EXERCISE REQUIREMENTS:
Which lines below fall between the one containing "the CLI interface." and the one containing "pub mod lifecycle;"? Repeat them exactly, counting both of those lines, and add nothing else.

DATA FOR THIS TASK Start Marker

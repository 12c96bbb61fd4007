//! Filesystem utilities for atomic file writes.
//!
//! Uploaded letter files, archived proofs and queued proof requests are all
//! written to a temp file beside the destination and renamed into place, so
//! readers never observe a partial file.

use std::fs::{self, OpenOptions};
use std::io::{self, Write};
use std::path::Path;
use std::time::{SystemTime, UNIX_EPOCH};

/// Atomically rename a file, with fallback for platforms where rename fails if target exists.
///
/// If the rename ultimately fails, the temp file is cleaned up.
///
/// # Errors
///
/// Returns an error if the rename fails even after the fallback attempt.
pub fn rename_with_fallback(temp_path: &Path, destination: &Path) -> io::Result<()> {
    if let Err(initial_err) = fs::rename(temp_path, destination) {
        let _ = fs::remove_file(destination);
        fs::rename(temp_path, destination).map_err(|retry_err| {
            let _ = fs::remove_file(temp_path);
            io::Error::new(
                retry_err.kind(),
                format!(
                    "Atomic rename failed (initial: {}, retry: {})",
                    initial_err, retry_err
                ),
            )
        })?;
    }
    Ok(())
}

/// Write `data` to `path` via a synced temp file, creating parent directories.
///
/// # Errors
///
/// Returns an error if the path has no file name, the directories cannot be
/// created, or the write or rename fails.
pub fn write_atomic(path: &Path, data: &[u8]) -> io::Result<()> {
    let file_name = path
        .file_name()
        .and_then(|name| name.to_str())
        .ok_or_else(|| io::Error::new(io::ErrorKind::InvalidInput, "Invalid destination filename"))?;
    let parent = path.parent().unwrap_or_else(|| Path::new("."));
    fs::create_dir_all(parent)?;

    let nanos = SystemTime::now()
        .duration_since(UNIX_EPOCH)
        .map_err(|e| io::Error::new(io::ErrorKind::Other, format!("System time error: {}", e)))?
        .as_nanos();
    let temp_path = parent.join(format!(".{}.{}.tmp", file_name, nanos));

    let mut file = OpenOptions::new()
        .write(true)
        .create_new(true)
        .open(&temp_path)?;
    if let Err(err) = file.write_all(data).and_then(|_| file.sync_all()) {
        let _ = fs::remove_file(&temp_path);
        return Err(err);
    }
    drop(file);

    rename_with_fallback(&temp_path, path)
}
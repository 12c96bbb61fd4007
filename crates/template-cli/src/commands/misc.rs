use clap::CommandFactory;
use clap_complete::generate;

use crate::cli::{Cli, CompletionsArgs};

pub fn handle_completions(args: &CompletionsArgs) -> anyhow::Result<()> {
    let mut cmd = Cli::command();
    generate(args.shell, &mut cmd, "tmplctl", &mut std::io::stdout());
    Ok(())
}
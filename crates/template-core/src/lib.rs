//! # Template Core
//!
//! Core library for the template store: message templates (email, SMS, NHS App
//! and letters) owned by clients, with optimistic concurrency and a status
//! lifecycle driven by both users and background ingestion.
//!
//! This crate provides the domain model, storage abstraction, and the
//! pipelines that move letters through scanning, validation and proofing,
//! independent of the CLI interface.
//!
//! ## Architecture
//!
//! - **storage**: Store trait, conditional updates, and the SQLite backend
//! - **lifecycle**: Status transitions and who may trigger them
//! - **concurrency**: Explaining why a conditional write was rejected
//! - **repository**: Template operations expressed as conditional writes
//! - **service**: User-facing operations with input validation
//! - **letters**: PDF and test-data CSV parsing and validation
//! - **markers**: Personalisation marker classification
//! - **files**: Versioned letter file storage
//! - **ingest**: Virus scan, validation and proof scan handlers
//! - **proofing**: Proof requests and the supplier inbox poller

pub mod concurrency;
pub mod error;
pub mod files;
pub mod fs;
pub mod ingest;
pub mod letters;
pub mod lifecycle;
pub mod markers;
pub mod proofing;
pub mod repository;
pub mod service;
pub mod storage;

pub use error::{ErrorCase, Result, TemplateError};
pub use files::{LetterFileRepository, LocalLetterFiles};
pub use repository::{ProofOutcome, TemplateRepository};
pub use service::{
    ClientConfigRepository, ClientConfiguration, ClientFeatures, LetterUpload, StaticClientConfig,
    TemplateService, UploadedFile,
};
pub use storage::types::{
    FileType, Language, LetterType, NewTemplate, Template, TemplateContent, TemplateFilter,
    TemplateKey, TemplateStatus, TemplateType, User, VirusScanStatus,
};
pub use storage::{SqliteTemplateStore, TemplateStore, WriteOutcome};

/// Core version information
pub const VERSION: &str = env!("CARGO_PKG_VERSION");

#[cfg(test)]
mod tests {
    use super::*;

    #[test]
    fn test_version() {
        assert!(!VERSION.is_empty());
    }
}
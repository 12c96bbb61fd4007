use std::io::{self, Read};
use std::path::Path;

use template_core::ingest::{FileScanEvent, ProofScanEvent, ScanOutcome, SkipReason, ValidationOutcome};
use template_core::ProofOutcome;

use crate::app::AppContext;
use crate::cli::EventArgs;
use crate::output::print_json;

pub fn handle_scan_result(ctx: &AppContext, args: &EventArgs) -> anyhow::Result<()> {
    let body = read_event(args.file.as_deref())?;
    let event = FileScanEvent::parse(&body)?;
    let outcome = ctx.scan_ingester()?.handle(&event)?;

    let (result, detail) = describe_scan(&outcome);
    print_outcome(ctx, &event.template.id.to_string(), result, detail)
}

pub fn handle_proof_result(ctx: &AppContext, args: &EventArgs) -> anyhow::Result<()> {
    let body = read_event(args.file.as_deref())?;
    let event = ProofScanEvent::parse(&body)?;
    let outcome = ctx.proof_ingester()?.handle(&event)?;

    let result = match outcome {
        ProofOutcome::Rejected => "rejected",
        ProofOutcome::Appended(_) => "appended",
        ProofOutcome::Escalated(_) => "escalated",
    };
    print_outcome(ctx, &event.template_id.to_string(), result, None)
}

fn describe_scan(outcome: &ScanOutcome) -> (&'static str, Option<&'static str>) {
    match outcome {
        ScanOutcome::Stale => ("stale", None),
        ScanOutcome::Recorded => ("recorded", None),
        ScanOutcome::Validated(ValidationOutcome::Recorded { valid: true }) => {
            ("validated", Some("valid"))
        }
        ScanOutcome::Validated(ValidationOutcome::Recorded { valid: false }) => {
            ("validated", Some("invalid"))
        }
        ScanOutcome::Validated(ValidationOutcome::Rejected) => ("validated", Some("rejected")),
        ScanOutcome::Validated(ValidationOutcome::Skipped(reason)) => (
            "validated",
            Some(match reason {
                SkipReason::NotLetter => "skipped: not a letter",
                SkipReason::StaleVersion => "skipped: stale version",
                SkipReason::NotPendingValidation => "skipped: not pending validation",
                SkipReason::ScanFailed => "skipped: scan failed",
                SkipReason::ScanPending => "skipped: scan pending",
            }),
        ),
    }
}

fn print_outcome(
    ctx: &AppContext,
    template_id: &str,
    result: &str,
    detail: Option<&str>,
) -> anyhow::Result<()> {
    if ctx.json() {
        return print_json(&serde_json::json!({
            "templateId": template_id,
            "result": result,
            "detail": detail,
        }));
    }
    if !ctx.quiet() {
        match detail {
            Some(detail) => println!("{} {} ({})", template_id, result, detail),
            None => println!("{} {}", template_id, result),
        }
    }
    Ok(())
}

fn read_event(path: Option<&Path>) -> anyhow::Result<String> {
    match path {
        Some(path) if path != Path::new("-") => std::fs::read_to_string(path)
            .map_err(|e| anyhow::anyhow!("Failed to read event {}: {}", path.display(), e)),
        _ => {
            let mut buffer = String::new();
            io::stdin()
                .read_to_string(&mut buffer)
                .map_err(|e| anyhow::anyhow!("Failed to read stdin: {}", e))?;
            Ok(buffer)
        }
    }
}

DATA FOR THIS TASK End Marker

COMPLETED EXERCISE:
//! independent of the CLI interface.
//!
//! ## Architecture
//!
//! - **storage**: Store trait, conditional updates, and the SQLite backend
//! - **lifecycle**: Status transitions and who may trigger them
//! - **concurrency**: Explaining why a conditional write was rejected
//! - **repository**: Template operations expressed as conditional writes
//! - **service**: User-facing operations with input validation
//! - **letters**: PDF and test-data CSV parsing and validation
//! - **markers**: Personalisation marker classification
//! - **files**: Versioned letter file storage
//! - **ingest**: Virus scan, validation and proof scan handlers
//! - **proofing**: Proof requests and the supplier inbox poller

pub mod concurrency;
pub mod error;
pub mod files;
pub mod fs;
pub mod ingest;
pub mod letters;
pub mod lifecycle;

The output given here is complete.